In the event, and accompanied by Philip, Jamie, Katie and Susan, Myra left for Switzerland on 4 December 2023. Philip completed all the necessary paperwork on their arrival at the clinic the following day. Myra then committed suicide with the assistance of the staff at the clinic. All four members of the family were with Myra when she died.
Both Jamie and Katie gave clear and compelling evidence that right up to the end they continued to say not just that they loved her but that she did not have to do this. Susan’s evidence was to the same effect. Jamie said that he tried to talk her out of it even at the end, but she was resolute. Katie said she pleaded with her for it not to happen even when they were in the clinic. Susan continued to say to her that it was not too late. Both Jamie and Katie said that, if they had begged her not to do it in more forceful terms, she would still have gone ahead with her plan. I am sure that they are both right about this and I also think that Katie’s statement that she had never seen her mother so sure of something, and so brave, rings true.
They also all described in moving terms what occurred as she took her own life and they all described the experience of being with her as she did so in terms which made clear that they found it both devastating and horrific. Katie said that her only job was to try to bring comfort and love to her mother and to offer her food which in the end she would not eat. Jamie described how he was there because he wanted to hold her hand and be with her and tell her he loved her. The overwhelming impression is that they were there to comfort her at the end, in the knowledge that she was resolute in her desire to commit suicide.
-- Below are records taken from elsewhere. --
use crate::impls::{GenericTypeInfoCell, GenericTypePathCell, NonGenericTypeInfoCell};
use crate::info::{TupleInfo, TypeInfo, TypePath, Typed, UnnamedField};
use crate::ops::{ReflectRef, Tuple};
use crate::registry::{FromType, GetTypeMeta, TypeMeta, TypeRegistry};
use crate::registry::TypeTraitFromReflect;
use crate::{FromReflect, Reflect};

fn tuple_path(parts: &[&str]) -> String {
    match parts {
        [one] => crate::impls::concat(&["(", one, ",)"]),
        _ => format!("({})", parts.join(", ")),
    }
}

macro_rules! impl_tuple {
    ($len:literal => $($T:ident : $index:tt),+) => {
        impl<$($T: TypePath),+> TypePath for ($($T,)+) {
            fn type_path() -> &'static str {
                static CELL: GenericTypePathCell = GenericTypePathCell::new();
                CELL.get_or_insert::<Self>(|| tuple_path(&[$($T::type_path()),+]))
            }

            fn type_name() -> &'static str {
                static CELL: GenericTypePathCell = GenericTypePathCell::new();
                CELL.get_or_insert::<Self>(|| tuple_path(&[$($T::type_name()),+]))
            }
        }

        impl<$($T: Typed),+> Typed for ($($T,)+) {
            fn type_info() -> &'static TypeInfo {
                static CELL: GenericTypeInfoCell = GenericTypeInfoCell::new();
                CELL.get_or_insert::<Self>(|| {
                    TypeInfo::Tuple(TupleInfo::new::<Self>(&[$(UnnamedField::new::<$T>($index)),+]))
                })
            }
        }

        impl<$($T: FromReflect),+> Tuple for ($($T,)+) {
            fn field(&self, index: usize) -> Option<&dyn Reflect> {
                match index {
                    $($index => Some(self.$index.as_reflect()),)+
                    _ => None,
                }
            }

            #[inline]
            fn field_len(&self) -> usize {
                $len
            }
        }

        impl<$($T: FromReflect),+> Reflect for ($($T,)+) {
            crate::reflection::impl_reflect_cast_fn!(Tuple);

            fn reflect_clone(&self) -> Box<dyn Reflect> {
                match Self::from_reflect(self) {
                    Some(value) => Box::new(value),
                    None => self.to_dynamic(),
                }
            }
        }

        impl<$($T: FromReflect),+> FromReflect for ($($T,)+) {
            fn from_reflect(reflect: &dyn Reflect) -> Option<Self> {
                let ReflectRef::Tuple(tuple) = reflect.reflect_ref() else {
                    return None;
                };
                if tuple.field_len() != $len {
                    return None;
                }
                Some(($($T::from_reflect(tuple.field($index)?)?,)+))
            }
        }

        impl<$($T: FromReflect + GetTypeMeta),+> GetTypeMeta for ($($T,)+) {
            fn get_type_meta() -> TypeMeta {
                let mut meta = TypeMeta::with_capacity::<Self>(1);
                meta.insert_trait::<TypeTraitFromReflect>(FromType::<Self>::from_type());
                meta
            }

            fn register_dependencies(registry: &mut TypeRegistry) {
                $(registry.register::<$T>();)+
            }
        }
    };
}

impl_tuple!(1 => A: 0);
impl_tuple!(2 => A: 0, B: 1);
impl_tuple!(3 => A: 0, B: 1, C: 2);
impl_tuple!(4 => A: 0, B: 1, C: 2, D: 3);
impl_tuple!(5 => A: 0, B: 1, C: 2, D: 3, E: 4);
impl_tuple!(6 => A: 0, B: 1, C: 2, D: 3, E: 4, F: 5);

// -----------------------------------------------------------------------------
// Unit

impl TypePath for () {
    #[inline]
    fn type_path() -> &'static str {
        "()"
    }

    #[inline]
    fn type_name() -> &'static str {
        "()"
    }
}

impl Typed for () {
    fn type_info() -> &'static TypeInfo {
        static CELL: NonGenericTypeInfoCell = NonGenericTypeInfoCell::new();
        CELL.get_or_init(|| TypeInfo::Tuple(TupleInfo::new::<Self>(&[])))
    }
}

impl Tuple for () {
    #[inline]
    fn field(&self, _index: usize) -> Option<&dyn Reflect> {
        None
    }

    #[inline]
    fn field_len(&self) -> usize {
        0
    }
}

impl Reflect for () {
    crate::reflection::impl_reflect_cast_fn!(Tuple);

    #[inline]
    fn reflect_clone(&self) -> Box<dyn Reflect> {
        Box::new(())
    }
}

impl FromReflect for () {
    fn from_reflect(reflect: &dyn Reflect) -> Option<Self> {
        match reflect.reflect_ref() {
            ReflectRef::Tuple(tuple) if tuple.field_len() == 0 => Some(()),
            _ => None,
        }
    }
}

crate::registry::impl_get_type_meta!(() => TypeTraitFromReflect, TypeTraitDefault);

// -----------------------------------------------------------------------------
// Tests

#[cfg(test)]
mod tests {
    use crate::info::TypePath;
    use crate::ops::{DynamicTuple, Tuple};
    use crate::{FromReflect, Reflect};

    #[test]
    fn tuple_paths() {
        assert_eq!(<(u8,)>::type_path(), "(u8,)");
        assert_eq!(<(u8, bool, char)>::type_name(), "(u8, bool, char)");
    }

    #[test]
    fn tuple_from_dynamic() {
        let mut dynamic = DynamicTuple::default();
        dynamic.push(1_i64);
        dynamic.push(String::from("one"));

        let pair = <(u16, String)>::from_reflect(&dynamic).unwrap();
        assert_eq!(pair, (1, String::from("one")));
        assert_eq!(pair.field_len(), 2);
        assert!(<(u16, String, bool)>::from_reflect(&dynamic).is_none());
        assert_eq!(format!("{:?}", pair.as_reflect()), "(1, \"one\")");
    }
}
fn arithmetic(op: BinaryOp, a: ScalarRef<'_>, b: ScalarRef<'_>) -> Result<ScalarValue> {
    match (a, b) {
        (ScalarRef::Bool(x), ScalarRef::Bool(y)) => match op {
            BinaryOp::And => Ok(ScalarValue::Bool(x & y)),
            BinaryOp::Or => Ok(ScalarValue::Bool(x | y)),
            BinaryOp::ExclusiveOr => Ok(ScalarValue::Bool(x ^ y)),
            _ => Err(unsupported(op, a, b)),
        },
        (ScalarRef::Str(_), _) | (_, ScalarRef::Str(_)) if op == BinaryOp::Add => {
            Ok(ScalarValue::Str(format!("{a}{b}")))
        }
        _ => match (a.as_i128(), b.as_i128()) {
            (Some(x), Some(y)) if op != BinaryOp::Power => {
                let result = match op {
                    BinaryOp::Add => x.checked_add(y),
                    BinaryOp::Subtract => x.checked_sub(y),
                    BinaryOp::Multiply => x.checked_mul(y),
                    BinaryOp::Divide => x.checked_div(y),
                    BinaryOp::Modulo => x.checked_rem(y),
                    BinaryOp::And => Some(x & y),
                    BinaryOp::Or => Some(x | y),
                    BinaryOp::ExclusiveOr => Some(x ^ y),
                    BinaryOp::LeftShift => u32::try_from(y).ok().and_then(|y| x.checked_shl(y)),
                    BinaryOp::RightShift => u32::try_from(y).ok().and_then(|y| x.checked_shr(y)),
                    _ => return Err(unsupported(op, a, b)),
                };
                let result = result.ok_or_else(|| {
                    ExprError::evaluation(format!("`{a} {op} {b}` overflows or divides by zero"))
                })?;
                integer_value(result)
            }
            _ => {
                let (Some(x), Some(y)) = (a.as_f64(), b.as_f64()) else {
                    return Err(unsupported(op, a, b));
                };
                let result = match op {
                    BinaryOp::Add => x + y,
                    BinaryOp::Subtract => x - y,
                    BinaryOp::Multiply => x * y,
                    BinaryOp::Divide => x / y,
                    BinaryOp::Modulo => x % y,
                    BinaryOp::Power => x.powf(y),
                    _ => return Err(unsupported(op, a, b)),
                };
                Ok(ScalarValue::F64(result))
            }
        },
    }
}
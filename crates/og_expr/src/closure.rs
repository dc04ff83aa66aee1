//! Captured variables.

use std::sync::Arc;

use og_reflect::info::{TypePath, Typed};
use og_reflect::ops::{DynamicStruct, Struct};
use og_reflect::{Reflect, Value};

use crate::error::{ExprError, Result};
use crate::expr::{ConstantExpr, Expr, MemberExpr};

/// Variables captured from the code that builds an expression.
///
/// All captures live in one record held by a constant; a variable is read
/// through a member access on that constant. The writer folds these
/// accesses into plain constants before encoding.
///
/// ```
/// use og_expr::{BinaryOp, Closure, Expr};
///
/// let scope = Closure::builder().capture("offset", 10_u32).build();
/// let offset = scope.variable("offset").unwrap();
/// assert!(offset.ty().type_is::<u32>());
///
/// let sum = Expr::binary(BinaryOp::Add, Expr::constant(1_u32), offset);
/// assert!(sum.ty().type_is::<u32>());
/// ```
#[derive(Clone)]
pub struct Closure {
    record: Arc<DynamicStruct>,
}

impl Closure {
    #[inline]
    pub fn builder() -> ClosureBuilder {
        ClosureBuilder {
            record: DynamicStruct::new(),
        }
    }

    /// An expression reading the captured variable `name`.
    pub fn variable(&self, name: &str) -> Result<Expr> {
        let value = self
            .record
            .field(name)
            .ok_or_else(|| ExprError::MemberResolution {
                type_path: DynamicStruct::type_path().to_owned(),
                member: name.to_owned(),
            })?;
        let ty = value
            .represented_type_info()
            .unwrap_or(Value::type_info());
        Ok(Expr::MemberAccess(MemberExpr {
            declaring: DynamicStruct::type_info(),
            member: name.to_owned(),
            ty,
            expression: Box::new(Expr::Constant(ConstantExpr {
                ty: DynamicStruct::type_info(),
                value: Value::new(Arc::clone(&self.record)),
            })),
        }))
    }

    /// Names of the captured variables.
    pub fn names(&self) -> impl Iterator<Item = &str> {
        self.record.iter().map(|(name, _)| name)
    }
}

/// Collects the variables of a [`Closure`].
pub struct ClosureBuilder {
    record: DynamicStruct,
}

impl ClosureBuilder {
    /// Captures `value` as `name`, replacing an earlier capture of that name.
    pub fn capture<T: Reflect>(mut self, name: &'static str, value: T) -> Self {
        self.record.insert(name, value);
        self
    }

    pub fn build(self) -> Closure {
        Closure {
            record: Arc::new(self.record),
        }
    }
}

// -----------------------------------------------------------------------------
// Tests

#[cfg(test)]
mod tests {
    use og_reflect::registry::TypeRegistry;

    use super::Closure;
    use crate::catalog::MethodCatalog;
    use crate::error::ExprError;
    use crate::eval::Interpreter;
    use crate::expr::Expr;

    #[test]
    fn variables_read_the_record() {
        let scope = Closure::builder()
            .capture("limit", 3_i8)
            .capture("name", String::from("ada"))
            .capture("limit", 4_i8)
            .build();
        assert_eq!(scope.names().collect::<Vec<_>>(), ["limit", "name"]);

        let limit = scope.variable("limit").unwrap();
        let Expr::MemberAccess(access) = &limit else {
            panic!("expected a member access, got {limit}");
        };
        assert!(matches!(access.expression.as_ref(), Expr::Constant(_)));
        assert!(limit.ty().type_is::<i8>());

        let registry = TypeRegistry::new();
        let catalog = MethodCatalog::new();
        let value = Interpreter::new(&registry, &catalog).evaluate(&limit).unwrap();
        assert_eq!(value.downcast_ref::<i8>(), Some(&4));

        assert!(matches!(
            scope.variable("missing"),
            Err(ExprError::MemberResolution { member, .. }) if member == "missing"
        ));
    }
}
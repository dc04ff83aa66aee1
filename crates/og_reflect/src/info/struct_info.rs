use std::sync::Arc;

use og_utils::hash::HashMap;

use crate::Reflect;
use crate::info::{CustomAttributes, NamedField, Type, TypePath};
use crate::info::{impl_custom_attributes_fn, impl_type_fn, impl_with_custom_attributes};

/// A container for compile-time named struct info.
///
/// Unit structs are structs without fields.
#[derive(Clone, Debug)]
pub struct StructInfo {
    ty: Type,
    fields: Box<[NamedField]>,
    field_indices: HashMap<&'static str, usize>,
    default: Option<fn() -> Box<dyn Reflect>>,
    // Use `Option` to reduce unnecessary heap requests (when empty content).
    custom_attributes: Option<Arc<CustomAttributes>>,
}

impl StructInfo {
    impl_type_fn!(ty);
    impl_custom_attributes_fn!(custom_attributes);
    impl_with_custom_attributes!(custom_attributes);

    /// Create a new [`StructInfo`], fields in declaration order.
    pub fn new<T: TypePath>(fields: &[NamedField]) -> Self {
        let field_indices = fields
            .iter()
            .enumerate()
            .map(|(index, field)| (field.name(), index))
            .collect();

        Self {
            ty: Type::of::<T>(),
            fields: fields.into(),
            field_indices,
            default: None,
            custom_attributes: None,
        }
    }

    /// Attaches the constructor of the type-level default value.
    pub fn with_default(self, default: fn() -> Box<dyn Reflect>) -> Self {
        Self {
            default: Some(default),
            ..self
        }
    }

    /// Builds the type-level default value, if the type declares one.
    #[inline]
    pub fn default_value(&self) -> Option<Box<dyn Reflect>> {
        self.default.map(|f| f())
    }

    pub fn field(&self, name: &str) -> Option<&NamedField> {
        self.fields.get(*self.field_indices.get(name)?)
    }

    #[inline]
    pub fn field_at(&self, index: usize) -> Option<&NamedField> {
        self.fields.get(index)
    }

    #[inline]
    pub fn index_of(&self, name: &str) -> Option<usize> {
        self.field_indices.get(name).copied()
    }

    #[inline]
    pub fn iter(&self) -> impl ExactSizeIterator<Item = &NamedField> {
        self.fields.iter()
    }

    #[inline]
    pub fn field_len(&self) -> usize {
        self.fields.len()
    }
}
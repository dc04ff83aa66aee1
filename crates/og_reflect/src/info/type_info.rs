use core::{error, fmt};

use crate::info::{AnyInfo, CustomAttributes, EnumInfo, ListInfo, MapInfo};
use crate::info::{OpaqueInfo, OptionalInfo, ScalarInfo, StructInfo, TupleInfo, Type};

// -----------------------------------------------------------------------------
// ReflectKind

/// An enumeration of the "kinds" of a reflected type.
#[derive(Debug, Clone, Copy, PartialEq, Eq, Hash)]
pub enum ReflectKind {
    Struct,
    Tuple,
    List,
    Map,
    Enum,
    Optional,
    Scalar,
    Any,
    Opaque,
}

impl fmt::Display for ReflectKind {
    fn fmt(&self, f: &mut fmt::Formatter<'_>) -> fmt::Result {
        match self {
            Self::Struct => f.pad("Struct"),
            Self::Tuple => f.pad("Tuple"),
            Self::List => f.pad("List"),
            Self::Map => f.pad("Map"),
            Self::Enum => f.pad("Enum"),
            Self::Optional => f.pad("Optional"),
            Self::Scalar => f.pad("Scalar"),
            Self::Any => f.pad("Any"),
            Self::Opaque => f.pad("Opaque"),
        }
    }
}

/// Caused when a type was expected to be of a certain kind, but was not.
#[derive(Debug)]
pub struct ReflectKindError {
    pub expected: ReflectKind,
    pub received: ReflectKind,
}

impl fmt::Display for ReflectKindError {
    fn fmt(&self, f: &mut fmt::Formatter<'_>) -> fmt::Result {
        write!(
            f,
            "reflect kind mismatch: expected {}, received {}",
            self.expected, self.received
        )
    }
}

impl error::Error for ReflectKindError {}

// -----------------------------------------------------------------------------
// TypeInfo

/// Compile-time type information for the various reflected types.
///
/// Get it through [`Typed::type_info`] or, from a value,
/// [`DynamicTyped::reflect_type_info`].
///
/// [`Typed::type_info`]: crate::info::Typed::type_info
/// [`DynamicTyped::reflect_type_info`]: crate::info::DynamicTyped::reflect_type_info
#[derive(Debug, Clone)]
pub enum TypeInfo {
    Struct(StructInfo),
    Tuple(TupleInfo),
    List(ListInfo),
    Map(MapInfo),
    Enum(EnumInfo),
    Optional(OptionalInfo),
    Scalar(ScalarInfo),
    Any(AnyInfo),
    Opaque(OpaqueInfo),
}

// Helper macro that implements type-safe accessor methods like `as_struct`.
macro_rules! impl_cast_method {
    ($name:ident : $kind:ident => $info:ident) => {
        #[doc = concat!("Returns the [`", stringify!($info), "`] if this is `", stringify!($kind), "`.")]
        pub const fn $name(&self) -> Result<&$info, ReflectKindError> {
            match self {
                Self::$kind(info) => Ok(info),
                _ => Err(ReflectKindError {
                    expected: ReflectKind::$kind,
                    received: self.kind(),
                }),
            }
        }
    };
}

impl TypeInfo {
    impl_cast_method!(as_struct: Struct => StructInfo);
    impl_cast_method!(as_tuple: Tuple => TupleInfo);
    impl_cast_method!(as_list: List => ListInfo);
    impl_cast_method!(as_map: Map => MapInfo);
    impl_cast_method!(as_enum: Enum => EnumInfo);
    impl_cast_method!(as_optional: Optional => OptionalInfo);
    impl_cast_method!(as_scalar: Scalar => ScalarInfo);
    impl_cast_method!(as_opaque: Opaque => OpaqueInfo);

    /// Returns the underlying [`Type`].
    pub const fn ty(&self) -> &Type {
        match self {
            Self::Struct(info) => info.ty(),
            Self::Tuple(info) => info.ty(),
            Self::List(info) => info.ty(),
            Self::Map(info) => info.ty(),
            Self::Enum(info) => info.ty(),
            Self::Optional(info) => info.ty(),
            Self::Scalar(info) => info.ty(),
            Self::Any(info) => info.ty(),
            Self::Opaque(info) => info.ty(),
        }
    }

    /// Returns the `TypeId`.
    #[inline]
    pub const fn type_id(&self) -> core::any::TypeId {
        self.ty().id()
    }

    /// Check if the given type matches this one.
    #[inline]
    pub fn type_is<T: core::any::Any>(&self) -> bool {
        self.ty().is::<T>()
    }

    #[inline]
    pub fn type_path(&self) -> &'static str {
        self.ty().path()
    }

    #[inline]
    pub fn type_name(&self) -> &'static str {
        self.ty().name()
    }

    /// Returns the kind of this type.
    pub const fn kind(&self) -> ReflectKind {
        match self {
            Self::Struct(_) => ReflectKind::Struct,
            Self::Tuple(_) => ReflectKind::Tuple,
            Self::List(_) => ReflectKind::List,
            Self::Map(_) => ReflectKind::Map,
            Self::Enum(_) => ReflectKind::Enum,
            Self::Optional(_) => ReflectKind::Optional,
            Self::Scalar(_) => ReflectKind::Scalar,
            Self::Any(_) => ReflectKind::Any,
            Self::Opaque(_) => ReflectKind::Opaque,
        }
    }

    /// Returns the type-level custom attributes.
    pub fn custom_attributes(&self) -> &CustomAttributes {
        match self {
            Self::Struct(info) => info.custom_attributes(),
            Self::Tuple(info) => info.custom_attributes(),
            Self::Enum(info) => info.custom_attributes(),
            Self::Opaque(info) => info.custom_attributes(),
            _ => CustomAttributes::EMPTY,
        }
    }

    /// Returns the type-level attribute of type `T`, if present.
    pub fn get_attribute<T: crate::Reflect>(&self) -> Option<&T> {
        self.custom_attributes().get::<T>()
    }
}

// -----------------------------------------------------------------------------
// Tests

#[cfg(test)]
mod tests {
    use crate::info::{ReflectKind, ScalarKind, Typed};

    #[test]
    fn kinds_of_builtin_types() {
        assert_eq!(i32::type_info().kind(), ReflectKind::Scalar);
        assert_eq!(<Vec<i32>>::type_info().kind(), ReflectKind::List);
        assert_eq!(<Option<i32>>::type_info().kind(), ReflectKind::Optional);
        assert_eq!(<(u8, u8)>::type_info().kind(), ReflectKind::Tuple);
        assert_eq!(crate::Value::type_info().kind(), ReflectKind::Any);

        let scalar = f32::type_info().as_scalar().unwrap();
        assert_eq!(scalar.kind(), ScalarKind::F32);

        let err = i32::type_info().as_struct().unwrap_err();
        assert_eq!(err.received, ReflectKind::Scalar);
    }

    #[test]
    fn arrays_have_capacity() {
        let info = <[u16; 3]>::type_info().as_list().unwrap();
        assert_eq!(info.capacity(), Some(3));
        assert!(info.item_info().type_is::<u16>());
        assert_eq!(<Vec<u16>>::type_info().as_list().unwrap().capacity(), None);
    }
}
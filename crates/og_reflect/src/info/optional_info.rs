use crate::info::{Type, TypeInfo, TypePath, Typed, impl_type_fn};

/// A container for compile-time info of a value that may be absent.
///
/// `Option<T>` is optional; `OnceLock<T>` is optional and *deferred*: an empty
/// lock is a value that has not been realized yet rather than an explicit null.
#[derive(Clone, Debug)]
pub struct OptionalInfo {
    ty: Type,
    inner_info: fn() -> &'static TypeInfo,
    deferred: bool,
}

impl OptionalInfo {
    impl_type_fn!(ty);

    /// Create a new [`OptionalInfo`].
    #[inline]
    pub fn new<T: TypePath, Inner: Typed>() -> Self {
        Self {
            ty: Type::of::<T>(),
            inner_info: Inner::type_info,
            deferred: false,
        }
    }

    /// Create a new deferred [`OptionalInfo`].
    #[inline]
    pub fn deferred<T: TypePath, Inner: Typed>() -> Self {
        Self {
            deferred: true,
            ..Self::new::<T, Inner>()
        }
    }

    #[inline]
    pub fn inner_info(&self) -> &'static TypeInfo {
        (self.inner_info)()
    }

    #[inline]
    pub fn is_deferred(&self) -> bool {
        self.deferred
    }
}
//! Per-type property metadata and its process-wide cache.

use core::any::TypeId;
use std::sync::{Arc, PoisonError, RwLock};

use og_reflect::Reflect;
use og_reflect::info::{NamedField, TypeInfo, VariantInfo};
use og_utils::hash::{FixedHashState, HashMap};

use crate::attributes::{JsonConverter, JsonFormat, JsonIgnore, JsonName, JsonSkipIf};
use crate::config::JsonConfig;
use crate::converter::Converter;

// -----------------------------------------------------------------------------
// PropertyMetadata

/// How one struct field is encoded and decoded.
#[derive(Clone)]
pub struct PropertyMetadata {
    field: &'static NamedField,
    index: usize,
    wire_name: String,
    format: Option<&'static str>,
    converter: Option<Arc<dyn Converter>>,
    skip_if: Option<JsonSkipIf>,
}

impl PropertyMetadata {
    fn new(field: &'static NamedField, index: usize, config: &JsonConfig) -> Self {
        let wire_name = match field.get_attribute::<JsonName>() {
            Some(JsonName(name)) => (*name).to_owned(),
            None => config.naming().apply(field.name()),
        };
        Self {
            field,
            index,
            wire_name,
            format: field.get_attribute::<JsonFormat>().map(|format| format.0),
            converter: field
                .get_attribute::<JsonConverter>()
                .map(|converter| Arc::clone(converter.converter())),
            skip_if: field.get_attribute::<JsonSkipIf>().copied(),
        }
    }

    #[inline]
    pub fn field(&self) -> &'static NamedField {
        self.field
    }

    /// The field name as declared.
    #[inline]
    pub fn name(&self) -> &'static str {
        self.field.name()
    }

    /// Index of the field in its struct, the read accessor.
    #[inline]
    pub fn index(&self) -> usize {
        self.index
    }

    #[inline]
    pub fn wire_name(&self) -> &str {
        &self.wire_name
    }

    #[inline]
    pub fn type_info(&self) -> &'static TypeInfo {
        self.field.type_info()
    }

    #[inline]
    pub fn default_value(&self) -> Option<Box<dyn Reflect>> {
        self.field.default_value()
    }

    #[inline]
    pub fn format(&self) -> Option<&'static str> {
        self.format
    }

    #[inline]
    pub fn converter(&self) -> Option<&Arc<dyn Converter>> {
        self.converter.as_ref()
    }

    /// Returns `true` if the skip predicate of the field holds for `value`.
    #[inline]
    pub fn should_skip(&self, value: &dyn Reflect) -> bool {
        self.skip_if.is_some_and(|skip_if| skip_if.should_skip(value))
    }
}

// -----------------------------------------------------------------------------
// TypeProperties

/// The encodable properties of a type under one configuration.
///
/// Only structs have properties; every type may still carry a converter.
pub struct TypeProperties {
    info: &'static TypeInfo,
    properties: Vec<PropertyMetadata>,
    by_name: HashMap<String, usize>,
    converter: Option<Arc<dyn Converter>>,
}

impl TypeProperties {
    /// Computes the properties of `info`. The result depends on nothing but
    /// its inputs.
    pub fn build(info: &'static TypeInfo, config: &JsonConfig) -> Self {
        let mut properties = Vec::new();
        let mut by_name = HashMap::default();

        if let Ok(struct_info) = info.as_struct() {
            for (index, field) in struct_info.iter().enumerate() {
                if field.has_attribute::<JsonIgnore>() {
                    continue;
                }
                let property = PropertyMetadata::new(field, index, config);
                if !config.is_included(field.name(), property.wire_name()) {
                    continue;
                }
                let position = properties.len();
                by_name.insert(property.wire_name().to_owned(), position);
                by_name.entry(field.name().to_owned()).or_insert(position);
                properties.push(property);
            }
        }

        Self {
            info,
            properties,
            by_name,
            converter: info
                .get_attribute::<JsonConverter>()
                .map(|converter| Arc::clone(converter.converter())),
        }
    }

    #[inline]
    pub fn type_info(&self) -> &'static TypeInfo {
        self.info
    }

    #[inline]
    pub fn iter(&self) -> impl ExactSizeIterator<Item = &PropertyMetadata> {
        self.properties.iter()
    }

    /// Looks a property up by wire name or field name.
    pub fn get(&self, name: &str) -> Option<&PropertyMetadata> {
        self.by_name.get(name).map(|&position| &self.properties[position])
    }

    /// The converter bound to the type through [`JsonConverter`].
    #[inline]
    pub fn converter(&self) -> Option<&Arc<dyn Converter>> {
        self.converter.as_ref()
    }
}

/// The wire name of an enum variant: its `JsonName`, or its name.
pub fn variant_wire_name(variant: &VariantInfo) -> &'static str {
    match variant.get_attribute::<JsonName>() {
        Some(JsonName(name)) => *name,
        None => variant.name(),
    }
}

// -----------------------------------------------------------------------------
// PropertyCache

type CacheKey = (TypeId, u64);

/// Process-wide cache of [`TypeProperties`], keyed by type and by
/// [`JsonConfig::fingerprint`].
///
/// Entries are computed on first use and never invalidated.
pub struct PropertyCache {
    map: RwLock<HashMap<CacheKey, Arc<TypeProperties>>>,
}

static GLOBAL: PropertyCache = PropertyCache::new();

impl PropertyCache {
    const fn new() -> Self {
        Self {
            map: RwLock::new(HashMap::with_hasher(FixedHashState)),
        }
    }

    #[inline]
    pub fn global() -> &'static Self {
        &GLOBAL
    }

    /// Returns the properties of `info` under `config`.
    pub fn get(&self, info: &'static TypeInfo, config: &JsonConfig) -> Arc<TypeProperties> {
        let key = (info.type_id(), config.fingerprint());
        if let Some(properties) = self.read(&key) {
            return properties;
        }

        // Computed outside the lock; a racing thread computes the same value.
        let properties = Arc::new(TypeProperties::build(info, config));
        log::debug!(
            "cached {} properties of `{}`",
            properties.properties.len(),
            info.type_path()
        );
        Arc::clone(
            self.map
                .write()
                .unwrap_or_else(PoisonError::into_inner)
                .entry(key)
                .or_insert(properties),
        )
    }

    fn read(&self, key: &CacheKey) -> Option<Arc<TypeProperties>> {
        self.map
            .read()
            .unwrap_or_else(PoisonError::into_inner)
            .get(key)
            .cloned()
    }
}

// -----------------------------------------------------------------------------
// Tests

#[cfg(test)]
mod tests {
    use std::sync::Arc;

    use og_reflect::derive::Reflect;
    use og_reflect::info::Typed;

    use super::PropertyCache;
    use crate::attributes::{JsonIgnore, JsonName};
    use crate::config::{JsonConfig, NamingPolicy};

    #[derive(Reflect)]
    struct Account {
        user_name: String,
        #[reflect(@JsonName("mail"))]
        email_address: String,
        #[reflect(@JsonIgnore)]
        password: String,
        login_count: u32,
    }

    #[test]
    fn names_follow_policy_and_renames() {
        let config = JsonConfig::builder().naming(NamingPolicy::CamelCase).build();
        let properties = PropertyCache::global().get(Account::type_info(), &config);

        let names: Vec<&str> = properties.iter().map(|p| p.wire_name()).collect();
        assert_eq!(names, ["userName", "mail", "loginCount"]);

        assert_eq!(properties.get("userName").unwrap().index(), 0);
        assert_eq!(properties.get("user_name").unwrap().index(), 0);
        assert_eq!(properties.get("email_address").unwrap().wire_name(), "mail");
        assert!(properties.get("password").is_none());
    }

    #[test]
    fn entries_are_shared_per_policy() {
        let a = JsonConfig::builder().exclude(["login_count"]).build();
        let b = JsonConfig::builder().exclude(["login_count"]).build();
        let c = JsonConfig::default();

        let cache = PropertyCache::global();
        let first = cache.get(Account::type_info(), &a);
        assert!(Arc::ptr_eq(&first, &cache.get(Account::type_info(), &b)));
        assert_eq!(first.iter().len(), 2);
        assert_eq!(cache.get(Account::type_info(), &c).iter().len(), 3);
    }
}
Neither of them did anything tangible to assist her in taking that course.
Philip, Katie, Jamie and Susan then flew back to this country that evening. The following day, Philip attended Colindale police station accompanied by Susan’s husband who is a recently retired JP. He spoke to a police constable and said that he wanted to report his wife’s voluntary assisted death in Switzerland and that he had documents about his involvement. The constable went to speak to her supervisor and returned 10 minutes later to say that there was nothing to report. Philip expressed surprise and asked to have more of a discussion about it, which they did. During the course of this discussion Philip explained that he had a whole dossier of documents explaining everything, including various statements from Myra, her solicitor and him. He asked the constable whether she wished to see them, but the police constable said she did not, that there was nothing to report and confirmed the position in writing.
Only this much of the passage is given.